-- PROMPT --
Your answer must be an exact copy of every record.

-- Collected data entries --
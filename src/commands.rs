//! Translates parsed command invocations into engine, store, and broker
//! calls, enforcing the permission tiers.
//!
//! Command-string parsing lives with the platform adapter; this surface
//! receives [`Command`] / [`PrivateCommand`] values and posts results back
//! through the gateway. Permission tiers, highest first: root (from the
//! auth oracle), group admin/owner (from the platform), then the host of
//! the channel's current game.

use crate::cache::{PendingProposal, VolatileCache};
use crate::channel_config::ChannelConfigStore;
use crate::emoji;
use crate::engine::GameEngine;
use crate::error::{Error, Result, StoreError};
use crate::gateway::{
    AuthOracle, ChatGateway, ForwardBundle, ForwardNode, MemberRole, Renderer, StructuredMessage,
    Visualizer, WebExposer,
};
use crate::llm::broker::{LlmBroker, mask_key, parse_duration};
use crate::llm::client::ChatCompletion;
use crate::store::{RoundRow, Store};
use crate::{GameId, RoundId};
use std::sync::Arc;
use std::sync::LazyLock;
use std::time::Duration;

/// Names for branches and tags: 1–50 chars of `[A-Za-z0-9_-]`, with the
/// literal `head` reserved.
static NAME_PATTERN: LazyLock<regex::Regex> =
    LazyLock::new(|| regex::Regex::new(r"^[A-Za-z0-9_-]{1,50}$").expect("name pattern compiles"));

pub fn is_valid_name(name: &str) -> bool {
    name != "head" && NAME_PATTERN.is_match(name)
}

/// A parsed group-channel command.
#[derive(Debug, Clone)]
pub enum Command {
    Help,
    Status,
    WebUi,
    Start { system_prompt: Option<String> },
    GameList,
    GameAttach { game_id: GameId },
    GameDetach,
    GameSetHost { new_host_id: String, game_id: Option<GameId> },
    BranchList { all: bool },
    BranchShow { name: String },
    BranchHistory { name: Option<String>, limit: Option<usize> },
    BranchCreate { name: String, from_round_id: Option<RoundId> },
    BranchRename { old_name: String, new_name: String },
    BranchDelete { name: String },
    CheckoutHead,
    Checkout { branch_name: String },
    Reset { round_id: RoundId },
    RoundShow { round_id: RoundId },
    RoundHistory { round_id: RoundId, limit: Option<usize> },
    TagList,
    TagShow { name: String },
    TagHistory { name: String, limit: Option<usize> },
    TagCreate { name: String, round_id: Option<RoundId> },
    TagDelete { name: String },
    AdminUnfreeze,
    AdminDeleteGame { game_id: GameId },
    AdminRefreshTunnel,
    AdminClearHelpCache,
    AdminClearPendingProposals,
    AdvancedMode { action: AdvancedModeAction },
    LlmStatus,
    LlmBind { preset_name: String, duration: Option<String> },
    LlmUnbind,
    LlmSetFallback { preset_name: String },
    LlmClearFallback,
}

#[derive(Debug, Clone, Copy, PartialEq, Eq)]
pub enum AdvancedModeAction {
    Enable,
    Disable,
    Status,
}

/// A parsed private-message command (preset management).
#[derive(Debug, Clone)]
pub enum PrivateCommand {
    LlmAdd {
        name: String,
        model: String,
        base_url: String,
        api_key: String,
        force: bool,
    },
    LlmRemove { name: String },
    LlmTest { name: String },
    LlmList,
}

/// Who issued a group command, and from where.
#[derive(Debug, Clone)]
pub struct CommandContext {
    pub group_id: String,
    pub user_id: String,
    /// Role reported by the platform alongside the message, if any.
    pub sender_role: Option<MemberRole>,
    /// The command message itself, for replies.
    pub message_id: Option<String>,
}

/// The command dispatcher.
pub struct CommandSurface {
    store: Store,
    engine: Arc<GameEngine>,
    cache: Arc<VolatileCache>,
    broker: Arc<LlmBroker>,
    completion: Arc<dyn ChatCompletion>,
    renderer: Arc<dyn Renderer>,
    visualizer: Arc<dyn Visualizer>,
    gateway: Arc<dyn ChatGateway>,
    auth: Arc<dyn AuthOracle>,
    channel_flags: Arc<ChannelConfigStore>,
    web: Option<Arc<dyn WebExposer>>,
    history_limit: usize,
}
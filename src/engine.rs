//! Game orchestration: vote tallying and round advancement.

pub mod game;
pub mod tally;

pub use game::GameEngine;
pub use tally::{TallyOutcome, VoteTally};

-- SOLUTION TO THE EXERCISE --
filename src/commands.rs
//! Translates parsed command invocations into engine, store, and broker
//! calls, enforcing the permission tiers.
//!
//! Command-string parsing lives with the platform adapter; this surface
//! receives [`Command`] / [`PrivateCommand`] values and posts results back
//! through the gateway. Permission tiers, highest first: root (from the
//! auth oracle), group admin/owner (from the platform), then the host of
//! the channel's current game.

use crate::cache::{PendingProposal, VolatileCache};
use crate::channel_config::ChannelConfigStore;
use crate::emoji;
use crate::engine::GameEngine;
use crate::error::{Error, Result, StoreError};
use crate::gateway::{
    AuthOracle, ChatGateway, ForwardBundle, ForwardNode, MemberRole, Renderer, StructuredMessage,
    Visualizer, WebExposer,
};
use crate::llm::broker::{LlmBroker, mask_key, parse_duration};
use crate::llm::client::ChatCompletion;
use crate::store::{RoundRow, Store};
use crate::{GameId, RoundId};
use std::sync::Arc;
use std::sync::LazyLock;
use std::time::Duration;

/// Names for branches and tags: 1–50 chars of `[A-Za-z0-9_-]`, with the
/// literal `head` reserved.
static NAME_PATTERN: LazyLock<regex::Regex> =
    LazyLock::new(|| regex::Regex::new(r"^[A-Za-z0-9_-]{1,50}$").expect("name pattern compiles"));

pub fn is_valid_name(name: &str) -> bool {
    name != "head" && NAME_PATTERN.is_match(name)
}

/// A parsed group-channel command.
#[derive(Debug, Clone)]
pub enum Command {
    Help,
    Status,
    WebUi,
    Start { system_prompt: Option<String> },
    GameList,
    GameAttach { game_id: GameId },
    GameDetach,
    GameSetHost { new_host_id: String, game_id: Option<GameId> },
    BranchList { all: bool },
    BranchShow { name: String },
    BranchHistory { name: Option<String>, limit: Option<usize> },
    BranchCreate { name: String, from_round_id: Option<RoundId> },
    BranchRename { old_name: String, new_name: String },
    BranchDelete { name: String },
    CheckoutHead,
    Checkout { branch_name: String },
    Reset { round_id: RoundId },
    RoundShow { round_id: RoundId },
    RoundHistory { round_id: RoundId, limit: Option<usize> },
    TagList,
    TagShow { name: String },
    TagHistory { name: String, limit: Option<usize> },
    TagCreate { name: String, round_id: Option<RoundId> },
    TagDelete { name: String },
    AdminUnfreeze,
    AdminDeleteGame { game_id: GameId },
    AdminRefreshTunnel,
    AdminClearHelpCache,
    AdminClearPendingProposals,
    AdvancedMode { action: AdvancedModeAction },
    LlmStatus,
    LlmBind { preset_name: String, duration: Option<String> },
    LlmUnbind,
    LlmSetFallback { preset_name: String },
    LlmClearFallback,
}

#[derive(Debug, Clone, Copy, PartialEq, Eq)]
pub enum AdvancedModeAction {
    Enable,
    Disable,
    Status,
}

/// A parsed private-message command (preset management).
#[derive(Debug, Clone)]
pub enum PrivateCommand {
    LlmAdd {
        name: String,
        model: String,
        base_url: String,
        api_key: String,
        force: bool,
    },
    LlmRemove { name: String },
    LlmTest { name: String },
    LlmList,
}

/// Who issued a group command, and from where.
#[derive(Debug, Clone)]
pub struct CommandContext {
    pub group_id: String,
    pub user_id: String,
    /// Role reported by the platform alongside the message, if any.
    pub sender_role: Option<MemberRole>,
    /// The command message itself, for replies.
    pub message_id: Option<String>,
}

/// The command dispatcher.
pub struct CommandSurface {
    store: Store,
    engine: Arc<GameEngine>,
    cache: Arc<VolatileCache>,
    broker: Arc<LlmBroker>,
    completion: Arc<dyn ChatCompletion>,
    renderer: Arc<dyn Renderer>,
    visualizer: Arc<dyn Visualizer>,
    gateway: Arc<dyn ChatGateway>,
    auth: Arc<dyn AuthOracle>,
    channel_flags: Arc<ChannelConfigStore>,
    web: Option<Arc<dyn WebExposer>>,
    history_limit: usize,
}
filename src/engine.rs
//! Game orchestration: vote tallying and round advancement.

pub mod game;
pub mod tally;

pub use game::GameEngine;
pub use tally::{TallyOutcome, VoteTally};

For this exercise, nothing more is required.